Friday, September 14, 2012

Gardenia

Right between the 2nd and 3rd chapters of John, the hurried resting place where moisture soaked right into the pages of my bible as our family traveled hundreds of miles to our new home. The petals have dried and the holy words have gathered up the fragrance and the tears and the hurt and the hope and the goodbyes.

It hurt to see him weeping over my children when we said those painful goodbyes. He had turned away, stumbling up the path towards the refuge of his home when he stopped short. I watched from the car, wondering if heart failure was settling in. He said he would die without us. I suddenly feared this would come true. But he veered to the left and made his way to the gardenia bush.

He paused for several moments, looking them over. Searching for that one goodbye blossom. One pure white, no crinkled edges, no faded brown lines, no small black ants scurrying through its sweet center.
He pulled one off and made his way back to me. The lump in my throat growing larger the closer he got.

He is an ornery old goat. My Abuelo. Critical, pushy, meddlesome, childish, angry, fierce in his love and irreverent in life. I love him even when I want to escape him.

He handed me this gardenia. Pushed it through the window in one spiteful sweep, pressing it roughly into my hands and looking at me with wistful sad eyes. The cold AC in our van diffuses the scent quickly, we watch in silence as he makes his way back to the house. Abuela stays on the porch, tears rolling down her brave smile-for-the-kids-face. He enters the house and closes the door, walks to the picture window and watches us pull out of the driveway. I watch as his shoulders shake through the shadow of the pane that separates us.  The gardenia carries us away back to my parents home. Then I carried it inside and flipped through a few crackling pages of my bible and pressed it between John 2 and 3.

We all have those scents or sensations that send us rushing into a memory of something. There are elements of life that lead me head first into memories of my four grandparents. Everything from sarna to sawdust to the sunset orange pulp of a mango or the creamy center of an avocado. Gardenias….

Gardenias are a romantic flower. Mysterious in the way it unfolds, delicate petals with a moody temper bent on ruination the moment humidity spikes, uncompromising in the strength of its scent. It is a pleasure to touch, purrs in your hand really. A Cuban love song almost isn’t a love song unless this flower’s name is whispered somewhere in those lilting lines.

For me, this flower is not my own love story, but my grandparent's romances.

My mother’s parents dancing together surrounded by a cloud of piccolo notes  and somehow I think “gardenias.” My father’s parents arguing in the kitchen as they make a batch of ajiaco together. Each adding salt when the other’s back is turned. The heat from the stove, the open window, the harsh words, the flashing tempers, the unraveling…and somehow I think, “gardenias.”

Gardenias are the warm bowl of frijoles negros on the table. The freshly baked loaf of cuban bread on the pallet. The sound of mango tree leaves rustling in the wind weeks after the last piece of fruit has been harvested. The soft rapid sounds of spanish radio falling in the kitchen like rain drops. Gardenias are the feel of wrinkled brown hands grasping my own hands. The feel of slipping my newborn son into the arms of someone who will cloak him in love.

Today my bible dropped off the wood table and onto the floor. The pages spreading awkwardly on the floor. Bits of messages and cut outs of handprints scattering and the slight crunch of a once green leaf. And suddenly, the smell of gardenias.

Is it any wonder that tears flooded my eyes the moment I drew breath? A deep ache spreading throughout my body? A not so deeply buried grief for what I have left behind for these Pennsylvania mountains? It was all wrapped in this oh so familiar scent.

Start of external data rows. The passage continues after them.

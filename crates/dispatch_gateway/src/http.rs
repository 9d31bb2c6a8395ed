//! HTTP surface: rider queries, dispatch entry, offer introspection, and
//! the admin endpoints for sync and driver verification.

use axum::extract::{Path, Query, State};
use axum::Json;
use serde::{Deserialize, Serialize};

use dispatch_core::auth::Role;
use dispatch_core::error::DispatchError;
use dispatch_core::ids::{DriverId, OfferId};
use dispatch_core::nearby::{NearbySearch, SearchConstraints};
use dispatch_core::offer::{Offer, OfferState};
use dispatch_core::sync::{SyncReport, SyncRun, SyncStatus};

use crate::app::{AdminUser, AppState, AuthedUser};
use crate::error::ApiError;

pub async fn health() -> Json<serde_json::Value> {
    Json(serde_json::json!({ "status": "ok" }))
}

// ---------------------------------------------------------------------------
// Nearby search
// ---------------------------------------------------------------------------

#[derive(Debug, Deserialize)]
#[serde(rename_all = "camelCase")]
pub struct NearbyQuery {
    pub lat: f64,
    pub lng: f64,
    pub max_rings: Option<u32>,
    pub min_count: Option<usize>,
}

#[derive(Debug, Serialize)]
#[serde(rename_all = "camelCase")]
pub struct NearbyDriverDto {
    pub driver_id: DriverId,
    pub name: String,
    /// `[lng, lat]`.
    pub coordinates: [f64; 2],
    pub straight_line_km: f64,
    pub eta_minutes: f64,
    pub route_meters: Option<f64>,
    pub connected: bool,
}

#[derive(Debug, Serialize)]
#[serde(rename_all = "camelCase")]
pub struct NearbyResponse {
    pub candidates: Vec<NearbyDriverDto>,
    pub search_radius: u32,
}

impl From<NearbySearch> for NearbyResponse {
    fn from(search: NearbySearch) -> Self {
        Self {
            search_radius: search.search_radius,
            candidates: search
                .candidates
                .into_iter()
                .map(|c| NearbyDriverDto {
                    driver_id: c.driver_id,
                    name: c.name,
                    coordinates: c.coordinates,
                    straight_line_km: c.straight_line_km,
                    eta_minutes: c.eta_minutes,
                    route_meters: c.route_meters,
                    connected: c.channel.is_some(),
                })
                .collect(),
        }
    }
}

pub async fn nearby_drivers(
    State(state): State<AppState>,
    AuthedUser(_claims): AuthedUser,
    Query(query): Query<NearbyQuery>,
) -> Result<Json<NearbyResponse>, ApiError> {
    let mut constraints = SearchConstraints {
        max_rings: state.config.max_rings,
        min_count: state.config.min_candidates,
        ..SearchConstraints::default()
    };
    if let Some(max_rings) = query.max_rings {
        constraints.max_rings = max_rings;
    }
    if let Some(min_count) = query.min_count {
        constraints.min_count = min_count;
    }

    let search = state
        .nearby
        .find_nearby(query.lat, query.lng, constraints)
        .await?;
    Ok(Json(search.into()))
}

// ---------------------------------------------------------------------------
// Ride request / offers
// ---------------------------------------------------------------------------

#[derive(Debug, Deserialize)]
#[serde(rename_all = "camelCase")]
pub struct RideRequestBody {
    /// `[lng, lat]`.
    pub pickup: [f64; 2],
    /// `[lng, lat]`.
    pub destination: [f64; 2],
}

#[derive(Debug, Serialize)]
#[serde(rename_all = "camelCase")]
pub struct RideRequestResponse {
    pub offer_id: OfferId,
    pub dispatched_to: usize,
    pub expires_in: u64,
}

pub async fn request_ride(
    State(state): State<AppState>,
    AuthedUser(claims): AuthedUser,
    Json(body): Json<RideRequestBody>,
) -> Result<Json<RideRequestResponse>, ApiError> {
    if claims.role != Role::Rider {
        return Err(ApiError(DispatchError::PreconditionFailed(
            "only riders may request rides".into(),
        )));
    }

    let receipt = state
        .offers
        .request_ride(claims.sub, body.pickup, body.destination)
        .await?;
    Ok(Json(RideRequestResponse {
        offer_id: receipt.offer_id,
        dispatched_to: receipt.dispatched_to,
        expires_in: receipt.expires_in_secs,
    }))
}

#[derive(Debug, Serialize)]
#[serde(rename_all = "camelCase")]
pub struct OfferDto {
    pub offer_id: OfferId,
    pub state: &'static str,
    pub winner: Option<DriverId>,
    /// `[lng, lat]`.
    pub pickup: [f64; 2],
    /// `[lng, lat]`.
    pub destination: [f64; 2],
    pub fare: f64,
    pub distance_km: f64,
    pub created_at_ms: u64,
    pub expires_at_ms: u64,
}

impl From<Offer> for OfferDto {
    fn from(offer: Offer) -> Self {
        Self {
            offer_id: offer.offer_id,
            state: match offer.state {
                OfferState::Open => "open",
                OfferState::Accepted => "accepted",
                OfferState::Expired => "expired",
            },
            winner: offer.winner,
            pickup: offer.pickup,
            destination: offer.destination,
            fare: offer.fare,
            distance_km: offer.distance_km,
            created_at_ms: offer.created_at_ms,
            expires_at_ms: offer.expires_at_ms,
        }
    }
}

/// Offer state lookup; how riders reconcile after a reconnect and how a
/// winning driver recovers a missed accept confirmation.
pub async fn get_offer(
    State(state): State<AppState>,
    AuthedUser(_claims): AuthedUser,
    Path(offer_id): Path<OfferId>,
) -> Result<Json<OfferDto>, ApiError> {
    let offer = state
        .offers
        .get_offer(offer_id)
        .ok_or_else(|| ApiError(DispatchError::NotFound(format!("offer {offer_id}"))))?;
    Ok(Json(offer.into()))
}

pub async fn cancel_offer(
    State(state): State<AppState>,
    AuthedUser(claims): AuthedUser,
    Path(offer_id): Path<OfferId>,
) -> Result<Json<serde_json::Value>, ApiError> {
    state.offers.cancel_offer(offer_id, claims.sub)?;
    Ok(Json(serde_json::json!({ "cancelled": true })))
}

// ---------------------------------------------------------------------------
// Admin: sync worker
// ---------------------------------------------------------------------------

#[derive(Debug, Serialize)]
#[serde(rename_all = "camelCase")]
pub struct SyncTriggerResponse {
    pub triggered: bool,
    pub report: Option<SyncReportDto>,
}

#[derive(Debug, Serialize)]
#[serde(rename_all = "camelCase")]
pub struct SyncReportDto {
    pub snapshot: usize,
    pub persisted: usize,
    pub failed: usize,
    pub expired: usize,
}

impl From<SyncReport> for SyncReportDto {
    fn from(r: SyncReport) -> Self {
        Self {
            snapshot: r.snapshot,
            persisted: r.persisted,
            failed: r.failed,
            expired: r.expired,
        }
    }
}

pub async fn trigger_sync(
    State(state): State<AppState>,
    AdminUser(_claims): AdminUser,
) -> Json<SyncTriggerResponse> {
    match state.sync.trigger_now().await {
        SyncRun::Completed(report) => Json(SyncTriggerResponse {
            triggered: true,
            report: Some(report.into()),
        }),
        SyncRun::Skipped => Json(SyncTriggerResponse {
            triggered: false,
            report: None,
        }),
    }
}

pub async fn sync_status(
    State(state): State<AppState>,
    AdminUser(_claims): AdminUser,
) -> Json<SyncStatus> {
    Json(state.sync.status())
}

// ---------------------------------------------------------------------------
// Admin: driver verification
// ---------------------------------------------------------------------------

#[derive(Debug, Serialize)]
#[serde(rename_all = "camelCase")]
pub struct PendingVerificationDto {
    pub driver_id: DriverId,
    pub name: String,
    pub license_plate: String,
    pub vehicle_model: String,
}

pub async fn list_pending_verifications(
    State(state): State<AppState>,
    AdminUser(_claims): AdminUser,
) -> Result<Json<Vec<PendingVerificationDto>>, ApiError> {
    let pending = state.repo.list_pending_verifications().await?;
    Ok(Json(
        pending
            .into_iter()
            .map(|d| PendingVerificationDto {
                driver_id: d.driver_id,
                name: d.name,
                license_plate: d.license_plate,
                vehicle_model: d.vehicle_model,
            })
            .collect(),
    ))
}

#[derive(Debug, Deserialize)]
pub struct SetVerifiedBody {
    pub verified: bool,
}

pub async fn set_verified(
    State(state): State<AppState>,
    AdminUser(_claims): AdminUser,
    Path(driver_id): Path<DriverId>,
    Json(body): Json<SetVerifiedBody>,
) -> Result<Json<serde_json::Value>, ApiError> {
    state.repo.set_verified(driver_id, body.verified).await?;
    Ok(Json(serde_json::json!({ "updated": true })))
}

#[derive(Debug, Deserialize)]
pub struct SetBlockedBody {
    pub blocked: bool,
}

pub async fn set_blocked(
    State(state): State<AppState>,
    AdminUser(_claims): AdminUser,
    Path(driver_id): Path<DriverId>,
    Json(body): Json<SetBlockedBody>,
) -> Result<Json<serde_json::Value>, ApiError> {
    state.repo.set_blocked(driver_id, body.blocked).await?;
    Ok(Json(serde_json::json!({ "updated": true })))
}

I thought of his dearly loved face. My ornery old goat, Abuelo. The other three that stand beside him in the line of my family tree.

I miss them.

And for the rest of my life, I will open the book of John and inhale that sweet scent of memory and love and unfurling petals and remember them.







Thursday, September 13, 2012

Last Monday

On Monday we sat gathered around the breakfast table, sunlight gently streaming in through the kitchen window. The iPod is playing a few worship tunes from the Miami Worship Choir CD and the boys are singing out loud. I am going through the motions of serving up breakfast. My belly is low and heavy. The dog is in his cage letting out huge sighs of despair that J is nowhere in sight.

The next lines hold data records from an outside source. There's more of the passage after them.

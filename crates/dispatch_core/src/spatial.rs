//! Spatial operations: H3-based geographic indexing and distance calculations.
//!
//! This module provides:
//!
//! - **Cell codec**: Map (lat, lng) to the resolution-9 cell used everywhere
//! - **Grid disk / ring queries**: Cells within (or at exactly) K grid distance
//! - **Distance calculations**: Haversine distance between coordinates or cells
//!
//! Resolution 9 (~170m edge) keeps a city block to a handful of cells, so the
//! expanding-ring search rarely needs more than two rings. Clients compute the
//! same cell locally; the codec is pure so both sides agree bit for bit.

use std::num::NonZeroUsize;
use std::sync::{Mutex, OnceLock};

use h3o::{CellIndex, LatLng, Resolution};
use lru::LruCache;

use crate::error::{DispatchError, Result};

/// The one resolution the whole system indexes at.
pub const CELL_RESOLUTION: Resolution = Resolution::Nine;

/// Mean Earth radius in kilometres.
const EARTH_RADIUS_KM: f64 = 6371.0;

/// Map coordinates to their resolution-9 cell.
pub fn cell_of(lat: f64, lng: f64) -> Result<CellIndex> {
    let point =
        LatLng::new(lat, lng).map_err(|_| DispatchError::InvalidCoordinates { lat, lng })?;
    Ok(point.to_cell(CELL_RESOLUTION))
}

/// Straight-line distance between two (lat, lng) points in kilometres.
pub fn haversine_km(a: (f64, f64), b: (f64, f64)) -> f64 {
    let (lat1, lon1) = (a.0.to_radians(), a.1.to_radians());
    let (lat2, lon2) = (b.0.to_radians(), b.1.to_radians());
    let dlat = lat2 - lat1;
    let dlon = lon2 - lon1;
    let sin_dlat = (dlat * 0.5).sin();
    let sin_dlon = (dlon * 0.5).sin();
    let h = sin_dlat * sin_dlat + lat1.cos() * lat2.cos() * sin_dlon * sin_dlon;
    let c = 2.0 * h.sqrt().atan2((1.0 - h).sqrt());
    EARTH_RADIUS_KM * c
}

/// Uncached cell-to-cell distance (internal use).
fn distance_km_between_cells_uncached(a: CellIndex, b: CellIndex) -> f64 {
    let a: LatLng = a.into();
    let b: LatLng = b.into();
    haversine_km((a.lat(), a.lng()), (b.lat(), b.lng()))
}

/// Global distance cache (50,000 entries, ~800KB memory).
fn get_distance_cache() -> &'static Mutex<LruCache<(CellIndex, CellIndex), f64>> {
    static CACHE: OnceLock<Mutex<LruCache<(CellIndex, CellIndex), f64>>> = OnceLock::new();
    CACHE.get_or_init(|| {
        Mutex::new(LruCache::new(
            NonZeroUsize::new(50_000).expect("cache size must be non-zero"),
        ))
    })
}

/// Calculate distance between two H3 cells with LRU caching.
pub fn distance_km_between_cells(a: CellIndex, b: CellIndex) -> f64 {
    // Use symmetric key (smaller cell first) to maximize cache hits
    let key = if a < b { (a, b) } else { (b, a) };

    let mut cache = match get_distance_cache().lock() {
        Ok(guard) => guard,
        Err(_) => return distance_km_between_cells_uncached(key.0, key.1),
    };

    *cache.get_or_insert(key, || distance_km_between_cells_uncached(key.0, key.1))
}

/// Grid disk cache for nearby-driver searches.
struct GridDiskCache {
    cache: Mutex<LruCache<(CellIndex, u32), Vec<CellIndex>>>,
}

impl GridDiskCache {
    fn new() -> Self {
        Self {
            cache: Mutex::new(LruCache::new(
                NonZeroUsize::new(1_000).expect("cache size must be non-zero"),
            )),
        }
    }

    fn get_or_compute(&self, origin: CellIndex, k: u32) -> Vec<CellIndex> {
        let mut cache = match self.cache.lock() {
            Ok(guard) => guard,
            Err(_) => return origin.grid_disk::<Vec<_>>(k),
        };
        cache
            .get_or_insert((origin, k), || origin.grid_disk::<Vec<_>>(k))
            .clone()
    }
}

static GRID_DISK_CACHE: OnceLock<GridDiskCache> = OnceLock::new();

fn get_grid_disk_cache() -> &'static GridDiskCache {
    GRID_DISK_CACHE.get_or_init(GridDiskCache::new)
}

/// All cells within graph distance `k` of `origin` (k=0 is the origin alone).
pub fn grid_disk_cached(origin: CellIndex, k: u32) -> Vec<CellIndex> {
    get_grid_disk_cache().get_or_compute(origin, k)
}

/// Cells at graph distance exactly `k` from `origin`.
///
/// Computed as disk(k) minus disk(k-1); with the disk cache warm this costs
/// two cache hits. The expanding-ring search uses this so ring k never
/// rescans cells already covered at k-1.
pub fn ring_at(origin: CellIndex, k: u32) -> Vec<CellIndex> {
    if k == 0 {
        return vec![origin];
    }
    let outer = grid_disk_cached(origin, k);
    let inner: std::collections::HashSet<CellIndex> =
        grid_disk_cached(origin, k - 1).into_iter().collect();
    outer.into_iter().filter(|c| !inner.contains(c)).collect()
}

#[cfg(test)]
mod tests {
    use super::*;

    const BERLIN: (f64, f64) = (52.5200, 13.4050);

    #[test]
    fn cell_of_is_deterministic_at_resolution_nine() {
        let a = cell_of(BERLIN.0, BERLIN.1).expect("cell");
        let b = cell_of(BERLIN.0, BERLIN.1).expect("cell");
        assert_eq!(a, b);
        assert_eq!(a.resolution(), CELL_RESOLUTION);
    }

    #[test]
    fn cell_of_rejects_out_of_range_coordinates() {
        assert!(cell_of(123.0, 13.4).is_err());
        assert!(cell_of(52.5, 543.0).is_err());
    }

    #[test]
    fn grid_disk_contains_origin_and_neighbors() {
        let origin = cell_of(BERLIN.0, BERLIN.1).expect("cell");
        let cells = grid_disk_cached(origin, 1);

        assert!(cells.contains(&origin));
        assert_eq!(cells.len(), 7);
        for cell in cells {
            let distance = origin.grid_distance(cell).expect("grid distance");
            assert!(distance <= 1);
        }
    }

    #[test]
    fn ring_at_returns_only_exact_distance() {
        let origin = cell_of(BERLIN.0, BERLIN.1).expect("cell");

        assert_eq!(ring_at(origin, 0), vec![origin]);

        let ring2 = ring_at(origin, 2);
        assert_eq!(ring2.len(), 12);
        for cell in ring2 {
            assert_eq!(origin.grid_distance(cell).expect("grid distance"), 2);
        }
    }

    #[test]
    fn haversine_matches_known_distance() {
        // Berlin Alexanderplatz to Berlin Zoo is roughly 5.7 km.
        let alexanderplatz = (52.5219, 13.4132);
        let zoo = (52.5076, 13.3320);
        let km = haversine_km(alexanderplatz, zoo);
        assert!((5.0..6.5).contains(&km), "got {km}");
    }

    #[test]
    fn cell_distance_agrees_with_coordinate_distance() {
        let a = cell_of(52.5200, 13.4050).expect("cell");
        let b = cell_of(52.5300, 13.4200).expect("cell");
        let by_cell = distance_km_between_cells(a, b);
        let by_coord = haversine_km((52.5200, 13.4050), (52.5300, 13.4200));
        // Cell centroids shift each endpoint by at most one cell edge.
        assert!((by_cell - by_coord).abs() < 0.5);
    }
}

Cracking eggs, slathering bread with butter, pouring the steaming hot tea and going through the comforting motions of ritual. My mind is sluggish, thinking about the day-ins and day-outs of the past eleven years. All the breakfasts made and cups of tea consumed, while fighting and death and evil and politics hovered over our heads.

I don’t keep this day a secret from my sons. We pray out loud for those boys and girls that have lost their Mommies and Daddies overseas. They know that men die defending them. They know that once upon a time airplanes hit towers and tears fell and people were lost in the ashes.

They are not too small to understand compassion for those who have lost something so precious. They are not too small to grasp that boys just like them sit at their own breakfast tables and gaze at an empty chair across from them every day.

They are not too small to desire honor, bravery, courage and compassion.